INSTRUCTIONS TO FOLLOW >> In the entries below, which lines run from the one containing "Ok(entries)" to the one containing "pub fn is_empty(&self)"? Copy exactly those lines, ends included, and no others.

*** RECORDED DATA Section Begins ***

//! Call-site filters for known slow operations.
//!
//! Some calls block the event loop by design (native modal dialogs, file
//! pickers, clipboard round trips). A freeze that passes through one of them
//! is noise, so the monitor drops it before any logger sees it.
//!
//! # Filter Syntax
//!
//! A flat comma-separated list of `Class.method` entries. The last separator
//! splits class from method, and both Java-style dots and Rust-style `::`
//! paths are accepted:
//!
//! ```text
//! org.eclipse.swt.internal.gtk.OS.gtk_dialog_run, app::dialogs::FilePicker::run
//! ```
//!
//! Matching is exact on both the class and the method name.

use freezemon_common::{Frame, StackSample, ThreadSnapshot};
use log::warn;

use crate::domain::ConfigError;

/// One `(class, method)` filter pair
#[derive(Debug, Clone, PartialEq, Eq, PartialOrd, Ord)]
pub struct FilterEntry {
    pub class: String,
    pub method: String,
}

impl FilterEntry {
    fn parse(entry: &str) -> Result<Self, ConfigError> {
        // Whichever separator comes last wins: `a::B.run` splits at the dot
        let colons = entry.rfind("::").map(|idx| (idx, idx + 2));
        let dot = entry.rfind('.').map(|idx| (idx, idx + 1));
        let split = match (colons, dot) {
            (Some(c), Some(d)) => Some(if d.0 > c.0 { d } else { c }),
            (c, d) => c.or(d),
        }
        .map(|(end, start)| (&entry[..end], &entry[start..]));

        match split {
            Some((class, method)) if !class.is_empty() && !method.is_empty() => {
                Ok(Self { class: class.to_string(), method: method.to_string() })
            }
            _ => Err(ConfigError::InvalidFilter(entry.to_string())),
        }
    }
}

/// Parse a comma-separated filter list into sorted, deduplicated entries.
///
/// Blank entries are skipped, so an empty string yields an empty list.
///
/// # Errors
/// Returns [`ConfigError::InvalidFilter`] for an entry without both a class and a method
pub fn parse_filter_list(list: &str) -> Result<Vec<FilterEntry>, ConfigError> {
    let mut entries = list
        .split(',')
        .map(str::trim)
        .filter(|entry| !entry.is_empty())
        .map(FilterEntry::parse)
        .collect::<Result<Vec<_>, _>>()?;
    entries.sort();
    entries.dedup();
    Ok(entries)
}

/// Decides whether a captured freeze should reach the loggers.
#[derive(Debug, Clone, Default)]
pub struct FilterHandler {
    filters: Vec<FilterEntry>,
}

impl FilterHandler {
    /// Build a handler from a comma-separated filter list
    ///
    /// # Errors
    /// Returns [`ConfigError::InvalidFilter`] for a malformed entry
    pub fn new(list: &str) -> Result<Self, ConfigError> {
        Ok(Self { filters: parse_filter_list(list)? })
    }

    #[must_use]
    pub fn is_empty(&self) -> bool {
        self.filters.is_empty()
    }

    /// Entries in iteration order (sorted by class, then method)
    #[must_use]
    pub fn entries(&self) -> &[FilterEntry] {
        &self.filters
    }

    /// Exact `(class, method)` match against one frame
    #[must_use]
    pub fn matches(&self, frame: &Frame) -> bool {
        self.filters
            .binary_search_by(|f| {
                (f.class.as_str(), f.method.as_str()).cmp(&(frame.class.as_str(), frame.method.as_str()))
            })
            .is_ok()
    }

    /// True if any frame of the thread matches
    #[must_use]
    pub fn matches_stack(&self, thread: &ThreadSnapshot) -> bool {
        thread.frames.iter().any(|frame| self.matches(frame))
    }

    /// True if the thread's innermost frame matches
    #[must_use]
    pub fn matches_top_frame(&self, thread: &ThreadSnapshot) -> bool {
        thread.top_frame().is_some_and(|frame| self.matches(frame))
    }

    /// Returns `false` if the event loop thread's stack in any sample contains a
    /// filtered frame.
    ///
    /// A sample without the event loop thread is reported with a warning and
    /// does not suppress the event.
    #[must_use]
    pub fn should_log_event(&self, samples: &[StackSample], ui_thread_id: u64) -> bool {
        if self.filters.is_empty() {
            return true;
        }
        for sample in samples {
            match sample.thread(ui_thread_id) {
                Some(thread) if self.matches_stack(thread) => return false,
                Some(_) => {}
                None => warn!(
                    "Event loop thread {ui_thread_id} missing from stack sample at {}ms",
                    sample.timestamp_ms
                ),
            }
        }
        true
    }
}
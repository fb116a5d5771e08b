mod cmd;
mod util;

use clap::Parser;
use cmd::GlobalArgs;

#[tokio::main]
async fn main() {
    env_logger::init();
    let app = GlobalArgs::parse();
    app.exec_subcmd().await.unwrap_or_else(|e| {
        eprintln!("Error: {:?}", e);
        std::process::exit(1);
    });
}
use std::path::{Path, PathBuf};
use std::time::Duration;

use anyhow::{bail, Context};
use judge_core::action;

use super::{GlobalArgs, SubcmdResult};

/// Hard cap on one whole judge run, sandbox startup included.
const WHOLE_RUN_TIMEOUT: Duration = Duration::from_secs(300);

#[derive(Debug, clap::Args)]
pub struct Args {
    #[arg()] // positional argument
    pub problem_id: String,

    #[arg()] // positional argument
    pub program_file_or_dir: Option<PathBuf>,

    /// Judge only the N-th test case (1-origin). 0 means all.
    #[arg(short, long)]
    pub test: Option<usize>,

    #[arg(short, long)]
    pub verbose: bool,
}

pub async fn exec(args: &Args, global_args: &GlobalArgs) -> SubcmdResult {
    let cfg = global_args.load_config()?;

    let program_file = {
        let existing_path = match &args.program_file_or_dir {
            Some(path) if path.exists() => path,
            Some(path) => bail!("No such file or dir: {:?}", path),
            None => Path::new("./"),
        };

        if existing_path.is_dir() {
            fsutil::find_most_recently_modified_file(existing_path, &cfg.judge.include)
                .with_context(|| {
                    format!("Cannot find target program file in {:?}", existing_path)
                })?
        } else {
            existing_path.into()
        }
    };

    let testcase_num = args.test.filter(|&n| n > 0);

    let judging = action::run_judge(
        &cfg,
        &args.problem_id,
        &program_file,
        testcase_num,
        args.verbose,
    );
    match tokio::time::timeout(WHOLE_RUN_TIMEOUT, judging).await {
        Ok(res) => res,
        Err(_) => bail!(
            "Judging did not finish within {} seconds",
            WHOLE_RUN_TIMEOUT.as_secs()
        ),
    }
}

*** RECORDED DATA Section Ends ***

SOLUTION FOR THIS TASK >>
    Ok(entries)
}

/// Decides whether a captured freeze should reach the loggers.
#[derive(Debug, Clone, Default)]
pub struct FilterHandler {
    filters: Vec<FilterEntry>,
}

impl FilterHandler {
    /// Build a handler from a comma-separated filter list
    ///
    /// # Errors
    /// Returns [`ConfigError::InvalidFilter`] for a malformed entry
    pub fn new(list: &str) -> Result<Self, ConfigError> {
        Ok(Self { filters: parse_filter_list(list)? })
    }

    #[must_use]
    pub fn is_empty(&self) -> bool {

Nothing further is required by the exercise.